## PROMPT:
Send back all of the records, each one exactly as written.

## SUPPLIED MATERIAL:
--- START ---

use capm_core::{BetaAlpha, CapmError, ReturnTable};

/// OLS regression of `y = beta * x + alpha`.
///
/// Fails with `DegenerateRegression` when `x` has no variance.
pub fn ols_fit(ticker: &str, x: &[f64], y: &[f64]) -> Result<BetaAlpha, CapmError> {
    let n = x.len().min(y.len());
    if n < 2 {
        return Err(CapmError::InsufficientData {
            ticker: ticker.to_string(),
            required: 2,
            got: n,
        });
    }

    let x = &x[..n];
    let y = &y[..n];
    let nf = n as f64;
    let x_mean = x.iter().sum::<f64>() / nf;
    let y_mean = y.iter().sum::<f64>() / nf;

    let mut ss_xy = 0.0;
    let mut ss_xx = 0.0;
    let mut ss_yy = 0.0;
    for (xi, yi) in x.iter().zip(y) {
        let dx = xi - x_mean;
        let dy = yi - y_mean;
        ss_xy += dx * dy;
        ss_xx += dx * dx;
        ss_yy += dy * dy;
    }

    let scale: f64 = x.iter().map(|v| v * v).sum();
    if ss_xx == 0.0 || ss_xx <= f64::EPSILON * scale {
        return Err(CapmError::DegenerateRegression {
            ticker: ticker.to_string(),
        });
    }

    let beta = ss_xy / ss_xx;
    let alpha = y_mean - beta * x_mean;
    let r_squared = if ss_yy > 1e-15 {
        (ss_xy * ss_xy) / (ss_xx * ss_yy)
    } else {
        0.0
    };

    Ok(BetaAlpha {
        ticker: ticker.to_string(),
        beta,
        alpha,
        r_squared,
    })
}

/// Beta and alpha of `ticker` against `benchmark` over the full return history.
pub fn beta_alpha(
    returns: &ReturnTable,
    ticker: &str,
    benchmark: &str,
) -> Result<BetaAlpha, CapmError> {
    returns.check_shape()?;
    let y = returns
        .column(ticker)
        .ok_or_else(|| CapmError::UnknownTicker(ticker.to_string()))?;
    let x = returns
        .column(benchmark)
        .ok_or_else(|| CapmError::UnknownTicker(benchmark.to_string()))?;

    let fit = ols_fit(ticker, x, y)?;
    tracing::debug!("{} vs {}: beta={:.4} alpha={:.4}", ticker, benchmark, fit.beta, fit.alpha);
    Ok(fit)
}

/// Beta and alpha for every non-benchmark column of the table.
pub fn betas(returns: &ReturnTable) -> Result<Vec<BetaAlpha>, CapmError> {
    let benchmark = returns.benchmark.as_deref().ok_or(CapmError::MissingBenchmark)?;
    returns
        .asset_tickers()
        .into_iter()
        .map(|ticker| beta_alpha(returns, ticker, benchmark))
        .collect()
}
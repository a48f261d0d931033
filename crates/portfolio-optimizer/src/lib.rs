//! Long-only maximum-Sharpe portfolio weights from a daily return table.

pub mod optimizer;
pub mod simplex;

pub use optimizer::{OptimizerConfig, PortfolioOptimizer, PortfolioStats};
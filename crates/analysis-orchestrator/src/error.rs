use capm_core::CapmError;
use serde::Serialize;
use std::fmt;
use thiserror::Error;

/// Stage of a computation, reported alongside its failure.
#[derive(Debug, Clone, Copy, PartialEq, Eq, Serialize)]
pub enum AnalysisStep {
    Validate,
    Fetch,
    Align,
    Returns,
    Regression,
    Statistics,
    Sharpe,
    Optimize,
}

impl fmt::Display for AnalysisStep {
    fn fmt(&self, f: &mut fmt::Formatter<'_>) -> fmt::Result {
        let label = match self {
            AnalysisStep::Validate => "Input validation",
            AnalysisStep::Fetch => "Price fetch",
            AnalysisStep::Align => "Date alignment",
            AnalysisStep::Returns => "Daily returns",
            AnalysisStep::Regression => "Beta regression",
            AnalysisStep::Statistics => "Statistics",
            AnalysisStep::Sharpe => "Sharpe ratio",
            AnalysisStep::Optimize => "Portfolio optimization",
        };
        f.write_str(label)
    }
}

/// A failed computation: which step failed and why.
#[derive(Error, Debug, Clone, PartialEq)]
#[error("{step} failed: {source}")]
pub struct StepError {
    pub step: AnalysisStep,
    #[source]
    pub source: CapmError,
}

pub(crate) trait StepContext<T> {
    fn at(self, step: AnalysisStep) -> Result<T, StepError>;
}

impl<T> StepContext<T> for Result<T, CapmError> {
    fn at(self, step: AnalysisStep) -> Result<T, StepError> {
        self.map_err(|source| {
            tracing::warn!("{} failed: {}", step, source);
            StepError { step, source }
        })
    }
}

--- END ---

## SOLUTION FOR THIS PROBLEM:
use capm_core::{BetaAlpha, CapmError, ReturnTable};

/// OLS regression of `y = beta * x + alpha`.
///
/// Fails with `DegenerateRegression` when `x` has no variance.
pub fn ols_fit(ticker: &str, x: &[f64], y: &[f64]) -> Result<BetaAlpha, CapmError> {
    let n = x.len().min(y.len());
    if n < 2 {
        return Err(CapmError::InsufficientData {
            ticker: ticker.to_string(),
            required: 2,
            got: n,
        });
    }

    let x = &x[..n];
    let y = &y[..n];
    let nf = n as f64;
    let x_mean = x.iter().sum::<f64>() / nf;
    let y_mean = y.iter().sum::<f64>() / nf;

    let mut ss_xy = 0.0;
    let mut ss_xx = 0.0;
    let mut ss_yy = 0.0;
    for (xi, yi) in x.iter().zip(y) {
        let dx = xi - x_mean;
        let dy = yi - y_mean;
        ss_xy += dx * dy;
        ss_xx += dx * dx;
        ss_yy += dy * dy;
    }

    let scale: f64 = x.iter().map(|v| v * v).sum();
    if ss_xx == 0.0 || ss_xx <= f64::EPSILON * scale {
        return Err(CapmError::DegenerateRegression {
            ticker: ticker.to_string(),
        });
    }

    let beta = ss_xy / ss_xx;
    let alpha = y_mean - beta * x_mean;
    let r_squared = if ss_yy > 1e-15 {
        (ss_xy * ss_xy) / (ss_xx * ss_yy)
    } else {
        0.0
    };

    Ok(BetaAlpha {
        ticker: ticker.to_string(),
        beta,
        alpha,
        r_squared,
    })
}

/// Beta and alpha of `ticker` against `benchmark` over the full return history.
pub fn beta_alpha(
    returns: &ReturnTable,
    ticker: &str,
    benchmark: &str,
) -> Result<BetaAlpha, CapmError> {
    returns.check_shape()?;
    let y = returns
        .column(ticker)
        .ok_or_else(|| CapmError::UnknownTicker(ticker.to_string()))?;
    let x = returns
        .column(benchmark)
        .ok_or_else(|| CapmError::UnknownTicker(benchmark.to_string()))?;

    let fit = ols_fit(ticker, x, y)?;
    tracing::debug!("{} vs {}: beta={:.4} alpha={:.4}", ticker, benchmark, fit.beta, fit.alpha);
    Ok(fit)
}

/// Beta and alpha for every non-benchmark column of the table.
pub fn betas(returns: &ReturnTable) -> Result<Vec<BetaAlpha>, CapmError> {
    let benchmark = returns.benchmark.as_deref().ok_or(CapmError::MissingBenchmark)?;
    returns
        .asset_tickers()
        .into_iter()
        .map(|ticker| beta_alpha(returns, ticker, benchmark))
        .collect()
}
repository a48f261d0d931033
filename crates/portfolio-optimizer/src/lib.rs
//! Long-only maximum-Sharpe portfolio weights from a daily return table.

pub mod optimizer;
pub mod simplex;

pub use optimizer::{OptimizerConfig, PortfolioOptimizer, PortfolioStats};
filename crates/analysis-orchestrator/src/error.rs
use capm_core::CapmError;
use serde::Serialize;
use std::fmt;
use thiserror::Error;

/// Stage of a computation, reported alongside its failure.
#[derive(Debug, Clone, Copy, PartialEq, Eq, Serialize)]
pub enum AnalysisStep {
    Validate,
    Fetch,
    Align,
    Returns,
    Regression,
    Statistics,
    Sharpe,
    Optimize,
}

impl fmt::Display for AnalysisStep {
    fn fmt(&self, f: &mut fmt::Formatter<'_>) -> fmt::Result {
        let label = match self {
            AnalysisStep::Validate => "Input validation",
            AnalysisStep::Fetch => "Price fetch",
            AnalysisStep::Align => "Date alignment",
            AnalysisStep::Returns => "Daily returns",
            AnalysisStep::Regression => "Beta regression",
            AnalysisStep::Statistics => "Statistics",
            AnalysisStep::Sharpe => "Sharpe ratio",
            AnalysisStep::Optimize => "Portfolio optimization",
        };
        f.write_str(label)
    }
}

/// A failed computation: which step failed and why.
#[derive(Error, Debug, Clone, PartialEq)]
#[error("{step} failed: {source}")]
pub struct StepError {
    pub step: AnalysisStep,
    #[source]
    pub source: CapmError,
}

pub(crate) trait StepContext<T> {
    fn at(self, step: AnalysisStep) -> Result<T, StepError>;
}

impl<T> StepContext<T> for Result<T, CapmError> {
    fn at(self, step: AnalysisStep) -> Result<T, StepError> {
        self.map_err(|source| {
            tracing::warn!("{} failed: {}", step, source);
            StepError { step, source }
        })
    }
}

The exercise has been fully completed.